(Items from a data source)
———

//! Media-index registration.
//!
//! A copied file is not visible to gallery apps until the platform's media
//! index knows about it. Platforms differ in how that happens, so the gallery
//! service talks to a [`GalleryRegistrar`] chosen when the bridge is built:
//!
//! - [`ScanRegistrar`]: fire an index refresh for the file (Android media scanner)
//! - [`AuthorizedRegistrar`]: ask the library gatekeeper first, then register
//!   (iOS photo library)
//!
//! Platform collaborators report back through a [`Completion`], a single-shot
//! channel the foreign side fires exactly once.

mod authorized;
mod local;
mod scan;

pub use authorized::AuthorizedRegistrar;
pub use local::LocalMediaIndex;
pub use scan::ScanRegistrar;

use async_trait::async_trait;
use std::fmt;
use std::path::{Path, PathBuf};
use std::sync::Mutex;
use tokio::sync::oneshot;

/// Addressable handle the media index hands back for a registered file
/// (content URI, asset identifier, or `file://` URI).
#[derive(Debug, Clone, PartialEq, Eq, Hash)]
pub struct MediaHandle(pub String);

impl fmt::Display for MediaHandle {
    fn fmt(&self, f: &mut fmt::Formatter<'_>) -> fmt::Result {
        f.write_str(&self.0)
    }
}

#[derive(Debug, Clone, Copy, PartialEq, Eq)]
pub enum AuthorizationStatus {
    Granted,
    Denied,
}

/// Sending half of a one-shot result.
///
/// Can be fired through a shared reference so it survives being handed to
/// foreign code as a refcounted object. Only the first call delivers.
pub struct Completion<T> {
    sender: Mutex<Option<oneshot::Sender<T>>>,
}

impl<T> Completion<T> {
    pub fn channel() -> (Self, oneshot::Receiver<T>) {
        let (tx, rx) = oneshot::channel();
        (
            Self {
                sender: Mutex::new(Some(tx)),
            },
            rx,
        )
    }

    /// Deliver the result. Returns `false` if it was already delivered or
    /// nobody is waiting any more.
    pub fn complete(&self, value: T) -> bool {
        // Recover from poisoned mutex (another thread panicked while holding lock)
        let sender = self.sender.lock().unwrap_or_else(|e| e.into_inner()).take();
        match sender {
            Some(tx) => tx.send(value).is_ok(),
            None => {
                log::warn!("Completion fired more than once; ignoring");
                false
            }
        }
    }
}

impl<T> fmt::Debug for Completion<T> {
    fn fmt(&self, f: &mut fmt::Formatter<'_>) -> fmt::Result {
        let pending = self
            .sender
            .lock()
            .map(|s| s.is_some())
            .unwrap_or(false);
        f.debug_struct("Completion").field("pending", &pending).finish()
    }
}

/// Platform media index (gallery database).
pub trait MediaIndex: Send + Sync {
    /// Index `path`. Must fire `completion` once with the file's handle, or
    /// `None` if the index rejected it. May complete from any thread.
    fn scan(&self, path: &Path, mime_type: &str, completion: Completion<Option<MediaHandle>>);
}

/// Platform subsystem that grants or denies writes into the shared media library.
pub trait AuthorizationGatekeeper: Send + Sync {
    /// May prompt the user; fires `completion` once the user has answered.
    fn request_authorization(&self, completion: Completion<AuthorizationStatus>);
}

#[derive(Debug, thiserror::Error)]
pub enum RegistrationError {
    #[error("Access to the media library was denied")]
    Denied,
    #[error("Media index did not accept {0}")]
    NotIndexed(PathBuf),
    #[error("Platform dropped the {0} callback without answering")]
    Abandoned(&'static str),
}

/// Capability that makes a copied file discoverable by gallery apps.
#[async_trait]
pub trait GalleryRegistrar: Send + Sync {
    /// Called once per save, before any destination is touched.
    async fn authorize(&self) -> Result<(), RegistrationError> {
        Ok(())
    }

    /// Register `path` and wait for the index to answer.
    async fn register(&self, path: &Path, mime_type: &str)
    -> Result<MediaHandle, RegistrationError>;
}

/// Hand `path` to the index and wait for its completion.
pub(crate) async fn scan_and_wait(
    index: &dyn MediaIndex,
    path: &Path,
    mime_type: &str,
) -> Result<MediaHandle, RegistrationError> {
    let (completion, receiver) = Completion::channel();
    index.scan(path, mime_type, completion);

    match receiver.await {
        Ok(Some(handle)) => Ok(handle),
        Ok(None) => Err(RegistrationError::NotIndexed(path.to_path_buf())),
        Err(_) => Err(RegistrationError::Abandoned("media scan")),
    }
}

———

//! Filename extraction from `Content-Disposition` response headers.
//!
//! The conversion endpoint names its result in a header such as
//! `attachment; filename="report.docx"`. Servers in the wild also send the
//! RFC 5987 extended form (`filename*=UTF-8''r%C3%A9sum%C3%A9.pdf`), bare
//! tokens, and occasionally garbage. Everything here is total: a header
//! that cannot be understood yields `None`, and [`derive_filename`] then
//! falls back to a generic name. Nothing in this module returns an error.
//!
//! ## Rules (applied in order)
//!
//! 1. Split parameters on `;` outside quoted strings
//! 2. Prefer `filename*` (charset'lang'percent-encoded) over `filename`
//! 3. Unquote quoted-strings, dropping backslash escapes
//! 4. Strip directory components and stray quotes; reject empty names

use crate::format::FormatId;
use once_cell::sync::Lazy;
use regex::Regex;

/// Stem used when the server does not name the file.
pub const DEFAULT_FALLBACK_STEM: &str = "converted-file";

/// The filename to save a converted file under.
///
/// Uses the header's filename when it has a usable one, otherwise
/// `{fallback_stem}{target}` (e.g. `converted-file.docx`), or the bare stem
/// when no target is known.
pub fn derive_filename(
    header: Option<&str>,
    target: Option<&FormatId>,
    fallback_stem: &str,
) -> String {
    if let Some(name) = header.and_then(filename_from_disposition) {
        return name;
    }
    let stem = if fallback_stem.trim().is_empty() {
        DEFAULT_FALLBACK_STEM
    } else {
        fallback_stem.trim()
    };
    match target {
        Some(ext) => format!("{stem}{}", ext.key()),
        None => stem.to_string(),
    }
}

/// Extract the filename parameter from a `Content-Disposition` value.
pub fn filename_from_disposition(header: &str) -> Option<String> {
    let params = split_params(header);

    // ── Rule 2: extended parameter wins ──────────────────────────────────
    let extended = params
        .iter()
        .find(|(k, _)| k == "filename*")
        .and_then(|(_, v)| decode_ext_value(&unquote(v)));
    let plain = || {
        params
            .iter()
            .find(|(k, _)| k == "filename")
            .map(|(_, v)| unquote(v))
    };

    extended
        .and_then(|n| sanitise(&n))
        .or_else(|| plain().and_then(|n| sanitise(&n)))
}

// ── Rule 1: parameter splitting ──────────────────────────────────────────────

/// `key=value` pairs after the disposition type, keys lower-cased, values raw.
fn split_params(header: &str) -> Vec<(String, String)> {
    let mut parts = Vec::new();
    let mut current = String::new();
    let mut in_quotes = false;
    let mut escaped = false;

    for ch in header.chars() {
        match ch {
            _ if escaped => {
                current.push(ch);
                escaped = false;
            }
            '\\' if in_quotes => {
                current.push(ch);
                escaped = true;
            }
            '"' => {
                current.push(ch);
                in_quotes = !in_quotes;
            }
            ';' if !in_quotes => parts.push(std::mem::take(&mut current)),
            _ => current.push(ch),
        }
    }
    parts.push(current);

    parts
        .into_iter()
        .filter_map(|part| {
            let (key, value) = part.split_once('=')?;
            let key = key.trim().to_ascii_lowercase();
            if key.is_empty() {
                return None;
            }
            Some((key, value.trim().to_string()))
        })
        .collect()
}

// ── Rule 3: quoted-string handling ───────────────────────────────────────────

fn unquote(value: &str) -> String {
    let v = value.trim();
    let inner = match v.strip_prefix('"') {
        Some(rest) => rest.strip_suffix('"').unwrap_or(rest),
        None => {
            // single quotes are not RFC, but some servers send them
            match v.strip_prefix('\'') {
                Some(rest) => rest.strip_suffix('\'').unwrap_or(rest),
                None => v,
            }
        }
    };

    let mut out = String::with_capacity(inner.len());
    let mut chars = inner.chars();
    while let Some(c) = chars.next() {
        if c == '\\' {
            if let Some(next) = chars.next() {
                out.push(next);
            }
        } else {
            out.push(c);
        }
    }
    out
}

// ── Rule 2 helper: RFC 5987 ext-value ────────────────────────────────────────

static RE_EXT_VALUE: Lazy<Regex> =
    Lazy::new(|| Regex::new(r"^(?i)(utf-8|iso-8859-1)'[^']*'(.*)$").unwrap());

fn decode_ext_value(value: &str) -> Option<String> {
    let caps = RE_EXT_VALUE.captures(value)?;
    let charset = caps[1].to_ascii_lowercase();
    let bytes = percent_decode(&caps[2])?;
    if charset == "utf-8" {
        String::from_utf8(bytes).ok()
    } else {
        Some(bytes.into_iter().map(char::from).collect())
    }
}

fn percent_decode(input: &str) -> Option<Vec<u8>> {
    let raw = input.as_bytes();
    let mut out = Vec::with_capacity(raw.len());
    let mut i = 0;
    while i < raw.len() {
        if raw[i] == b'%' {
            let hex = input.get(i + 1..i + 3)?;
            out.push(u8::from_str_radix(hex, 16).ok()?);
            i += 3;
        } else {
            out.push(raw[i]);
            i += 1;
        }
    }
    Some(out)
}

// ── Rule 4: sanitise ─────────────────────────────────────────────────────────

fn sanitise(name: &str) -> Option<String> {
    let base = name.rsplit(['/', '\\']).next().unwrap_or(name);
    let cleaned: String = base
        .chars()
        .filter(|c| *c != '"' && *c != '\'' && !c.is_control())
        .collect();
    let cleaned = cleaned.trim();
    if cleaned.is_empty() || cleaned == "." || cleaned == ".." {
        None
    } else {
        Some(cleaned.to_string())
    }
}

———

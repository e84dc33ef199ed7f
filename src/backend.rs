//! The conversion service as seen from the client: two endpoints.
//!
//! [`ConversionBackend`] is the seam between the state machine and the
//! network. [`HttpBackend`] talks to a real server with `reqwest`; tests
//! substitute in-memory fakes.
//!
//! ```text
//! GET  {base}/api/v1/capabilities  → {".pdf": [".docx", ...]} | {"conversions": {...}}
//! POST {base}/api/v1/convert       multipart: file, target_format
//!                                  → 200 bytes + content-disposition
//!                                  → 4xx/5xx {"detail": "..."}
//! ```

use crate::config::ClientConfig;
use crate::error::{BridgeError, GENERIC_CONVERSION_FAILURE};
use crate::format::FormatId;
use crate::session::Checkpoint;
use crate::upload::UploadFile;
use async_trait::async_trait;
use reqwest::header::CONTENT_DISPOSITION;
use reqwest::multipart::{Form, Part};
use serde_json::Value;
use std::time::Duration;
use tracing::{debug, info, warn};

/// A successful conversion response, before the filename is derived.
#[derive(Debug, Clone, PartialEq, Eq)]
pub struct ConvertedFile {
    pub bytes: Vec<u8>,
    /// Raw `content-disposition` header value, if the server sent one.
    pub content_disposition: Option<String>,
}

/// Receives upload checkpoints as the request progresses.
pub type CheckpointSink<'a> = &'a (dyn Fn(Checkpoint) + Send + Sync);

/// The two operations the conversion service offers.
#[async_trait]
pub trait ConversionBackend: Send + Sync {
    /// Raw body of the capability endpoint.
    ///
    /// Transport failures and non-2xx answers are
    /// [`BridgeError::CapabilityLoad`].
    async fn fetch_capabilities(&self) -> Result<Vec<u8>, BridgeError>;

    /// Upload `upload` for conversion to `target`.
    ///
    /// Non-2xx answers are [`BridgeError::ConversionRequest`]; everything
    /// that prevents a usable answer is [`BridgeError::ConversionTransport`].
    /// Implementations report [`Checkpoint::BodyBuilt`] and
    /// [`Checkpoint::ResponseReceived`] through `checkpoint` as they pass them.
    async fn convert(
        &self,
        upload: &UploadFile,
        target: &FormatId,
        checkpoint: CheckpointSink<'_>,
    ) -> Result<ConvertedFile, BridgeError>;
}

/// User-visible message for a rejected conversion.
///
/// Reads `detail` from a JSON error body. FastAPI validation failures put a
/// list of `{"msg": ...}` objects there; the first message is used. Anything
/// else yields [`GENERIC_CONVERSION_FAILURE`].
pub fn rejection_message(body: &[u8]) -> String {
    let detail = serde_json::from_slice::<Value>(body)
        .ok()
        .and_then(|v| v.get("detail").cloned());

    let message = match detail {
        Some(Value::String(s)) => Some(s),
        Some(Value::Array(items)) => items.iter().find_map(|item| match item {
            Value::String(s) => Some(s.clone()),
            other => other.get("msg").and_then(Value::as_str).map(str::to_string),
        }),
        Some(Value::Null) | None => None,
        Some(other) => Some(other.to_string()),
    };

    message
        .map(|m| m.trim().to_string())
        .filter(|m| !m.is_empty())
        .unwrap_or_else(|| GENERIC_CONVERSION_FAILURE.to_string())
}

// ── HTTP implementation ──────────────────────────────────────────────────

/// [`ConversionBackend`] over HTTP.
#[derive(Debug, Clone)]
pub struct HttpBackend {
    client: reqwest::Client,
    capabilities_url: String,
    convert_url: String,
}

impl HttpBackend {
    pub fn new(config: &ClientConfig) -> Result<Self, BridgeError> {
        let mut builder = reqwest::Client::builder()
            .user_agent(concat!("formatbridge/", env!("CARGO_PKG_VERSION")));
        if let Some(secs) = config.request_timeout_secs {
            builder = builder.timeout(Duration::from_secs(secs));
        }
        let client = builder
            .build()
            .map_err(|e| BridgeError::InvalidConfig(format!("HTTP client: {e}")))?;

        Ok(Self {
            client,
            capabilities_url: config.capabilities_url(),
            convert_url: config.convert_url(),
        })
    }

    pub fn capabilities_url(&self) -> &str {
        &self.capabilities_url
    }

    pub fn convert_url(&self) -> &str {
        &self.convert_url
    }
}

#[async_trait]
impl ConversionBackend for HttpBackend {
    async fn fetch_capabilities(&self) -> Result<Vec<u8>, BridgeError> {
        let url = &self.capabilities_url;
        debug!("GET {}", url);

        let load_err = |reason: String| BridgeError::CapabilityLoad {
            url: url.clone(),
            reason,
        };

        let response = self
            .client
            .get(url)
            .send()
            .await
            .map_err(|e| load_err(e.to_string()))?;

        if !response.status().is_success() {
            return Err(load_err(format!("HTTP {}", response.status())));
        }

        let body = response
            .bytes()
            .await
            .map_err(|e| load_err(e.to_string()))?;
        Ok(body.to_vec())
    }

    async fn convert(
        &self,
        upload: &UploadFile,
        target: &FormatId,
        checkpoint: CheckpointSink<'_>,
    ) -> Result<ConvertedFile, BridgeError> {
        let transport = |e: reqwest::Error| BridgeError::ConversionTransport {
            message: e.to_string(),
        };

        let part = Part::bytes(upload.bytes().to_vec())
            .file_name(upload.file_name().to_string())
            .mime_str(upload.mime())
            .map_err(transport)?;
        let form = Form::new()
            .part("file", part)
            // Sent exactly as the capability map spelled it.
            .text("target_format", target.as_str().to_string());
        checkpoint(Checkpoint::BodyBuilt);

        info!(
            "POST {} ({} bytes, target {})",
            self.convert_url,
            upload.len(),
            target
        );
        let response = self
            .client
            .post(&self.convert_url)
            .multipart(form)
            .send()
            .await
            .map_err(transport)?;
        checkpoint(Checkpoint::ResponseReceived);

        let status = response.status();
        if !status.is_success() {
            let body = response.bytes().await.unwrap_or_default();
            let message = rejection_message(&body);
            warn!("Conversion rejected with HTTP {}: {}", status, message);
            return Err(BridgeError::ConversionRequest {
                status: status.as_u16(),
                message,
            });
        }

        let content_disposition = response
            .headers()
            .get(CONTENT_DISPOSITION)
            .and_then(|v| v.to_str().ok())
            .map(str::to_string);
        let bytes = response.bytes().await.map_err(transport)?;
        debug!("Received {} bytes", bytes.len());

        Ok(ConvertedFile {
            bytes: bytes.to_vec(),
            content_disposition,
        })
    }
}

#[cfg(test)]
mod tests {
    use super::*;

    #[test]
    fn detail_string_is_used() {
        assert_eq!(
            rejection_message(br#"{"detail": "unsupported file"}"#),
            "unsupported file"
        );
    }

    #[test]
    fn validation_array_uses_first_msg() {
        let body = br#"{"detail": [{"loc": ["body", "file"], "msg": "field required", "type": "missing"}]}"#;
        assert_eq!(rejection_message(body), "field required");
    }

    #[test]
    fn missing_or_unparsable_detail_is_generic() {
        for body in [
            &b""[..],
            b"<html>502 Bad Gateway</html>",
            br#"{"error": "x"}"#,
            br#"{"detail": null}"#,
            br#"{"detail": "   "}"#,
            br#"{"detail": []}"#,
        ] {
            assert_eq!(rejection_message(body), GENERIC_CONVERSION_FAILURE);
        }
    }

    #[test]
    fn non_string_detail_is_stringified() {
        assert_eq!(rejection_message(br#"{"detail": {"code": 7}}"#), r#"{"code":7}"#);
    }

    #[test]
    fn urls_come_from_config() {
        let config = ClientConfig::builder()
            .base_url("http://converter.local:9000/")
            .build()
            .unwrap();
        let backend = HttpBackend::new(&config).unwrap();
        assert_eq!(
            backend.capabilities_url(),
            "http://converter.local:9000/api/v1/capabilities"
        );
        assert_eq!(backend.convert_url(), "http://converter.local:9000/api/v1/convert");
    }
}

———

Task instructions: Working from the entries above, find every line in which the word "bare" occurs and copy it.

The answer:
//! RFC 5987 extended form (`filename*=UTF-8''r%C3%A9sum%C3%A9.pdf`), bare
/// `{fallback_stem}{target}` (e.g. `converted-file.docx`), or the bare stem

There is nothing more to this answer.